Users can also interact more interpersonally in the form of “asks” (direct messages that can be answered either publicly or privately and have the option to be sent anonymously), as well as instant messaging via the Tumblr chat function. “Asks” will appear in the inbox, and are more often than not a variety of different types of messages as opposed to actual questions. The option for anonymity has allowed for this feature to be used as the primary method of bullying or harassment, as well as, interestingly enough, a method for users to send themselves messages, often hateful, to gain sympathy or manipulate discourse happening within their social circle.

When a user makes a statement that another group considers “problematic”, it is not uncommon for that user to be absolutely obliterated with anonymous messages demanding changed behavior, apologies, or simply exercising the sender’s desire to decimate someone online. When someone is harassed like this over a heretical statement, the entire situation, along with the mental state of the user being attacked, often descends into complete chaos.

It is expected that when you are called out, you immediately and calmly apologize (flog yourself) and promise to never do whatever it is you are being called out for again. Even then, it is hard to satiate the hungry mob. People who appear too calm can be accused of not taking the situation seriously or disrespecting the feelings and concerns of those who were offended. It is always a lose-lose-lose-lose….lose… situation, and as you may have already discerned, critical thinking in this atmosphere is nearly impossible. Without the anonymity of the ask feature, and the capability for one user to send multiple messages causing an illusion of a mass attack, mole hills would not be perceived as mountains as often as they are. What is in reality more likely to be an individual perceiving your words as offensive begins to feel like you have stepped on a mine that has just decimated the peace and order of your entire community, even if it really is just one or two people sending dozens of anonymous hate messages (often including to your friends and followers) and calling enough attention to the situation that your entire social circle is pressured to stand up and persecute you for your crimes.

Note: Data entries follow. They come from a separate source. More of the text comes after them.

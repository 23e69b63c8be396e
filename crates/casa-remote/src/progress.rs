//! Local playback-position extrapolation between polls.
//!
//! The core runs a one-second ticker only while the zone is playing and
//! applies `ProgressClock::tick` to its current snapshot.  The clock decides
//! when the ticker has to start or stop and when the end of the track calls
//! for an out-of-band refresh.

use casa_proto::protocol::NowPlayingSnapshot;

/// What the core has to do with its ticker after a snapshot change.
#[derive(Debug, Clone, Copy, PartialEq, Eq)]
pub enum TickerChange {
    Start,
    Stop,
    Keep,
}

#[derive(Debug, Clone, Copy, PartialEq, Eq)]
pub enum TickEffect {
    /// Nothing moved (not playing, unknown duration, or already at the end
    /// with the refresh requested).
    None,
    Advanced(u32),
    /// Position reached the declared duration; request one refresh.
    ReachedEnd(u32),
}

#[derive(Debug, Default)]
pub struct ProgressClock {
    running: bool,
    end_refresh_armed: bool,
}

impl ProgressClock {
    pub fn new() -> Self {
        Self::default()
    }

    /// Call whenever the snapshot is replaced or its status changes locally.
    /// Only a transition into or out of playing touches the ticker.
    pub fn on_snapshot(&mut self, snapshot: &NowPlayingSnapshot) -> TickerChange {
        let duration = snapshot.duration_secs();
        if duration == 0 || snapshot.progress_secs < duration {
            self.end_refresh_armed = false;
        }
        match (self.running, snapshot.is_playing()) {
            (false, true) => {
                self.running = true;
                TickerChange::Start
            }
            (true, false) => {
                self.running = false;
                TickerChange::Stop
            }
            _ => TickerChange::Keep,
        }
    }

    /// Forget everything; the ticker is gone with the subscription.
    pub fn reset(&mut self) {
        *self = Self::default();
    }

    /// One second of wall-clock time while playing.
    pub fn tick(&mut self, snapshot: &mut NowPlayingSnapshot) -> TickEffect {
        if !snapshot.is_playing() {
            return TickEffect::None;
        }
        let duration = snapshot.duration_secs();
        if duration == 0 {
            return TickEffect::None;
        }

        let next = snapshot.progress_secs.saturating_add(1).min(duration);
        let advanced = next != snapshot.progress_secs;
        snapshot.progress_secs = next;

        if next >= duration && !self.end_refresh_armed {
            self.end_refresh_armed = true;
            return TickEffect::ReachedEnd(next);
        }
        if advanced {
            TickEffect::Advanced(next)
        } else {
            TickEffect::None
        }
    }
}

#[cfg(test)]
mod tests {
    use super::*;
    use casa_proto::protocol::{PlaybackStatus, Track};

    fn snap(status: PlaybackStatus, progress: u32, duration: u32) -> NowPlayingSnapshot {
        NowPlayingSnapshot {
            status,
            progress_secs: progress,
            current_track: Some(Track {
                title: "A".into(),
                artist: Some("B".into()),
                album: None,
                duration_secs: duration,
                artwork_uri: None,
                external_links: Vec::new(),
            }),
            next_track: None,
        }
    }

    #[test]
    fn test_advances_one_second_per_tick() {
        let mut clock = ProgressClock::new();
        let mut s = snap(PlaybackStatus::Playing, 42, 200);
        assert_eq!(clock.on_snapshot(&s), TickerChange::Start);
        assert_eq!(clock.tick(&mut s), TickEffect::Advanced(43));
        assert_eq!(s.progress_secs, 43);
    }

    #[test]
    fn test_pause_stops_ticker_and_progress() {
        let mut clock = ProgressClock::new();
        let mut s = snap(PlaybackStatus::Playing, 42, 200);
        clock.on_snapshot(&s);
        s.status = PlaybackStatus::Paused;
        assert_eq!(clock.on_snapshot(&s), TickerChange::Stop);
        assert_eq!(clock.tick(&mut s), TickEffect::None);
        assert_eq!(s.progress_secs, 42);
    }

    #[test]
    fn test_replacing_snapshot_keeps_single_ticker() {
        let mut clock = ProgressClock::new();
        assert_eq!(clock.on_snapshot(&snap(PlaybackStatus::Playing, 1, 200)), TickerChange::Start);
        assert_eq!(clock.on_snapshot(&snap(PlaybackStatus::Playing, 6, 200)), TickerChange::Keep);
        assert_eq!(clock.on_snapshot(&snap(PlaybackStatus::Playing, 11, 200)), TickerChange::Keep);
        assert_eq!(clock.on_snapshot(&snap(PlaybackStatus::Stopped, 0, 0)), TickerChange::Stop);
        assert_eq!(clock.on_snapshot(&snap(PlaybackStatus::Paused, 0, 0)), TickerChange::Keep);
    }

    #[test]
    fn test_end_of_track_requests_exactly_one_refresh() {
        let mut clock = ProgressClock::new();
        let mut s = snap(PlaybackStatus::Playing, 198, 200);
        clock.on_snapshot(&s);
        assert_eq!(clock.tick(&mut s), TickEffect::Advanced(199));
        assert_eq!(clock.tick(&mut s), TickEffect::ReachedEnd(200));
        for _ in 0..10 {
            assert_eq!(clock.tick(&mut s), TickEffect::None);
        }
        assert_eq!(s.progress_secs, 200);

        // Server still reports the end: no new request.
        let mut stuck = snap(PlaybackStatus::Playing, 200, 200);
        clock.on_snapshot(&stuck);
        assert_eq!(clock.tick(&mut stuck), TickEffect::None);

        // A fresh track re-arms.
        let mut next = snap(PlaybackStatus::Playing, 199, 200);
        clock.on_snapshot(&next);
        assert_eq!(clock.tick(&mut next), TickEffect::ReachedEnd(200));
    }

    #[test]
    fn test_starting_at_the_end_requests_refresh_once() {
        let mut clock = ProgressClock::new();
        let mut s = snap(PlaybackStatus::Playing, 200, 200);
        clock.on_snapshot(&s);
        assert_eq!(clock.tick(&mut s), TickEffect::ReachedEnd(200));
        assert_eq!(clock.tick(&mut s), TickEffect::None);
    }

    #[test]
    fn test_unknown_duration_does_not_move() {
        let mut clock = ProgressClock::new();
        let mut s = snap(PlaybackStatus::Playing, 1834, 0);
        clock.on_snapshot(&s);
        assert_eq!(clock.tick(&mut s), TickEffect::None);
        assert_eq!(s.progress_secs, 1834);
    }
}
//! Shared types for the casa remote: the now-playing wire documents, the
//! snapshot model derived from them, configuration and persisted preferences.

pub mod config;
pub mod platform;
pub mod prefs;
pub mod protocol;
pub mod api;
pub mod canvas;
pub mod control;
pub mod core;
pub mod environment;
pub mod error;
pub mod fetcher;
pub mod intent;
pub mod palette;
pub mod progress;
pub mod schedule;
pub mod track_change;

pub use crate::core::{CoreCommand, CoreHandle, CoreStatus, CoreUpdate, SyncCore, ViewState};
pub use crate::error::{SyncError, SyncResult};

To a young teen who knows no better source of community, this can feel devastating. There is intense pressure to avoid critical thought and embrace toxic tribal attitudes, heavily valuing conformance with ideology over individualism and loyalty to important relationships. When someone is accused, their friends are expected to sever ties with the accused, lest they themselves be accused of supporting or conspiring with a convicted transphobe, racist, or abuser, as perceived by the community. These experiences sound crazy, and they most certainly are, but they would not be happening to the extent and in the fashion that they do on different social media sites without some of the particular features mentioned above.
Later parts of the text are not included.